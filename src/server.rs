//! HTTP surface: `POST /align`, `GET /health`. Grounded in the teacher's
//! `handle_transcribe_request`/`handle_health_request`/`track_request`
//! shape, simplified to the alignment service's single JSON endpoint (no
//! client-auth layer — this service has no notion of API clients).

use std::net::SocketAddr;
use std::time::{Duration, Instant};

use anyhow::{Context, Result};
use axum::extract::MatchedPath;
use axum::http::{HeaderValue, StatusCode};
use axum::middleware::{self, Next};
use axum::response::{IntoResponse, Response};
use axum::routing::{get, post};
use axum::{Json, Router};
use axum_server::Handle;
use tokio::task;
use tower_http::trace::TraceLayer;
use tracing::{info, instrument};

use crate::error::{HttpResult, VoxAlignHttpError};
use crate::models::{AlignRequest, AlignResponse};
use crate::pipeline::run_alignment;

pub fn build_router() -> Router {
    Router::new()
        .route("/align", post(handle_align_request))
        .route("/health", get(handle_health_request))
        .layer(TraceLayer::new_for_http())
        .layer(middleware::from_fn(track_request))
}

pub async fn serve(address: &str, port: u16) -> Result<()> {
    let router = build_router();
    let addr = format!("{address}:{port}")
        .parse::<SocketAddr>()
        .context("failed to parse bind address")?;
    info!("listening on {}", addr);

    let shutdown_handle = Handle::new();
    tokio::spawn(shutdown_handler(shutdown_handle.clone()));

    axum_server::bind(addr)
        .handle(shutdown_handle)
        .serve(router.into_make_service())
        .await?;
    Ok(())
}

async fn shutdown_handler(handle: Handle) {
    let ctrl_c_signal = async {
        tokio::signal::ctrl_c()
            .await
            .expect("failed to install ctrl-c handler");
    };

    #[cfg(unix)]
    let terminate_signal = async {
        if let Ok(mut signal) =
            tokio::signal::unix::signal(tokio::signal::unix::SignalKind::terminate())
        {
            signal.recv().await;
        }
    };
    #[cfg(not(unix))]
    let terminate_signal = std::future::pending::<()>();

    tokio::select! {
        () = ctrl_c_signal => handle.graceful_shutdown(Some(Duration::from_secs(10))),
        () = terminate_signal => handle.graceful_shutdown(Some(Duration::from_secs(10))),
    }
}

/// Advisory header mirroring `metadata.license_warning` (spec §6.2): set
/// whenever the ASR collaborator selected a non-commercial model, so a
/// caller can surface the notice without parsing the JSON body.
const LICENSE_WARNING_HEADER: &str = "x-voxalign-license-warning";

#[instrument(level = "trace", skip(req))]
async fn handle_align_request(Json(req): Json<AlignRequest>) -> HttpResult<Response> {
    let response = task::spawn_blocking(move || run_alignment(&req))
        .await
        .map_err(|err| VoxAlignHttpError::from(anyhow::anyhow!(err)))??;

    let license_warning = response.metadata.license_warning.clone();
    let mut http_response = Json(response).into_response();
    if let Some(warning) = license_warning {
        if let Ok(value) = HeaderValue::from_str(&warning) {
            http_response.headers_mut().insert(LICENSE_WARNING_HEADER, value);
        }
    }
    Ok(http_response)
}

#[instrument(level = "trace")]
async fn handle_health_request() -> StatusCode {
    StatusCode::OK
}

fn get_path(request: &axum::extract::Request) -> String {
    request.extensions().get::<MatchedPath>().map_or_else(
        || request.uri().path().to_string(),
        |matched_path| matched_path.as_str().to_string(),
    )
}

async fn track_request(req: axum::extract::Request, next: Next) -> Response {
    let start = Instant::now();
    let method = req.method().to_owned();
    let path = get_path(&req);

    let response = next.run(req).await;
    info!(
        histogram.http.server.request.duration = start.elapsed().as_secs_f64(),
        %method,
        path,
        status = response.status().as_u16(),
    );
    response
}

---+---

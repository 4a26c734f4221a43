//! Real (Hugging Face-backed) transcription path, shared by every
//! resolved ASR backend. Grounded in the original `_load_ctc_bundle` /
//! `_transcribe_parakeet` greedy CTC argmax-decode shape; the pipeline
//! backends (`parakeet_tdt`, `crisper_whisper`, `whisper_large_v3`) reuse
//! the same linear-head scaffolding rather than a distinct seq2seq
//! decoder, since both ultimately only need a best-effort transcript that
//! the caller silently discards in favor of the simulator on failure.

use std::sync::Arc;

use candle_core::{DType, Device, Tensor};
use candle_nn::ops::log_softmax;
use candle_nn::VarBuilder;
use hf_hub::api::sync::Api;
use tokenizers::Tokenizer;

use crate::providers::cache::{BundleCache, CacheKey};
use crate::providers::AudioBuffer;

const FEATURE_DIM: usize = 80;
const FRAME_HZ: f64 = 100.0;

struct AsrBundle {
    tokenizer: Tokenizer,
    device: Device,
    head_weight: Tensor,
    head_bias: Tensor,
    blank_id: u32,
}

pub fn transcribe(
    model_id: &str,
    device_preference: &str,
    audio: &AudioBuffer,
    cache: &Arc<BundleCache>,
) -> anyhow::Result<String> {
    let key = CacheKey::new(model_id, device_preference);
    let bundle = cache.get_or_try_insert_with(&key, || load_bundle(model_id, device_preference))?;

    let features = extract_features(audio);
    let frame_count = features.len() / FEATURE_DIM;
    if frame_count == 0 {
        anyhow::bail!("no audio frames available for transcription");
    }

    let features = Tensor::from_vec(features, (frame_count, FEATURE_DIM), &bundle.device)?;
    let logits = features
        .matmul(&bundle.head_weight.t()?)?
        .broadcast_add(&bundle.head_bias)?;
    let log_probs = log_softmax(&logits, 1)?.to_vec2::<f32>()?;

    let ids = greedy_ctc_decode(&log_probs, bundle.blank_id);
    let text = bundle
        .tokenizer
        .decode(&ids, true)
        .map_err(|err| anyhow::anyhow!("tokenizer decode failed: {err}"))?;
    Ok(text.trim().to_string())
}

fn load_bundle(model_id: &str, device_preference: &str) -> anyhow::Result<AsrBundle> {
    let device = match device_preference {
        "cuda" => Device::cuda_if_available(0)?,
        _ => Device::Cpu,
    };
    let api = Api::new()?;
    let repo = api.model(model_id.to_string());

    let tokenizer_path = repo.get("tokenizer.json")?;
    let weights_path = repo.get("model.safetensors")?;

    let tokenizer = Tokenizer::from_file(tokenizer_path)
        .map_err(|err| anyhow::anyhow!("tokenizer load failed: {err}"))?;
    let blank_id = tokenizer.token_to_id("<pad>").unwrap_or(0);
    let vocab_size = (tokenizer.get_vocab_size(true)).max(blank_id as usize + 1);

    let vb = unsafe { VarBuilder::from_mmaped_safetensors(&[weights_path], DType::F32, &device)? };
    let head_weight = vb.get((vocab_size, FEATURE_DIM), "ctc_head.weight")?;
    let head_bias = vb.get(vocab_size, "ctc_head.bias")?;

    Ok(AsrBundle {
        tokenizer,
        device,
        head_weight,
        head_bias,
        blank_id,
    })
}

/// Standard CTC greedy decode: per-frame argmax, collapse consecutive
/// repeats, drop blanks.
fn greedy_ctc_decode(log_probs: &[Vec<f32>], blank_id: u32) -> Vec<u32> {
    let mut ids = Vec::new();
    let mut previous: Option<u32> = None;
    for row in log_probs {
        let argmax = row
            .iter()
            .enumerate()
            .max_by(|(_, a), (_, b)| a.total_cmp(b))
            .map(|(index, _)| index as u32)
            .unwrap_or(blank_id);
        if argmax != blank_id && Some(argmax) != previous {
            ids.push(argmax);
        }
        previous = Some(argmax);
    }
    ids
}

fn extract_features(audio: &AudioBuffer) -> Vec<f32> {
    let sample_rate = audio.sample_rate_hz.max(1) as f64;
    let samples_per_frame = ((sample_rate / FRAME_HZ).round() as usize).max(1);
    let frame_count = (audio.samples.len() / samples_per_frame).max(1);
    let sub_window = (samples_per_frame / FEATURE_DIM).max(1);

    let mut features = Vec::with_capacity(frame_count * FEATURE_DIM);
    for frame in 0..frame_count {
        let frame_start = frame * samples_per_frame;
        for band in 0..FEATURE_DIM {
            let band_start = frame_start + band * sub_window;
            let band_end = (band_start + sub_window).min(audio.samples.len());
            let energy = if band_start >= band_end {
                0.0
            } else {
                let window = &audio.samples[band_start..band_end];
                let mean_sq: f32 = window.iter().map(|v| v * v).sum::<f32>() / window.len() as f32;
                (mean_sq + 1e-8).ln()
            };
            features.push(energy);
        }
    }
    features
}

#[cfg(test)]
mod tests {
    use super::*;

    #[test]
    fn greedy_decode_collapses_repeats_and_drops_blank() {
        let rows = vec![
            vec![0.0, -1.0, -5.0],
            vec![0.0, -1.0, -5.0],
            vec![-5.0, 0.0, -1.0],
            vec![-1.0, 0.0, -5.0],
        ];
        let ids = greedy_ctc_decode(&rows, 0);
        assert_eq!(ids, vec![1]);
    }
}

---+---

**PROBLEM STATEMENT:**
Working from the data above, extract solely the lines from the one containing "filename src/server.rs" through the one containing "use tower_http::trace::TraceLayer;", exactly as they appear, both included.

**REPLY TO THE TASK:**
filename src/server.rs
//! HTTP surface: `POST /align`, `GET /health`. Grounded in the teacher's
//! `handle_transcribe_request`/`handle_health_request`/`track_request`
//! shape, simplified to the alignment service's single JSON endpoint (no
//! client-auth layer — this service has no notion of API clients).

use std::net::SocketAddr;
use std::time::{Duration, Instant};

use anyhow::{Context, Result};
use axum::extract::MatchedPath;
use axum::http::{HeaderValue, StatusCode};
use axum::middleware::{self, Next};
use axum::response::{IntoResponse, Response};
use axum::routing::{get, post};
use axum::{Json, Router};
use axum_server::Handle;
use tokio::task;
use tower_http::trace::TraceLayer;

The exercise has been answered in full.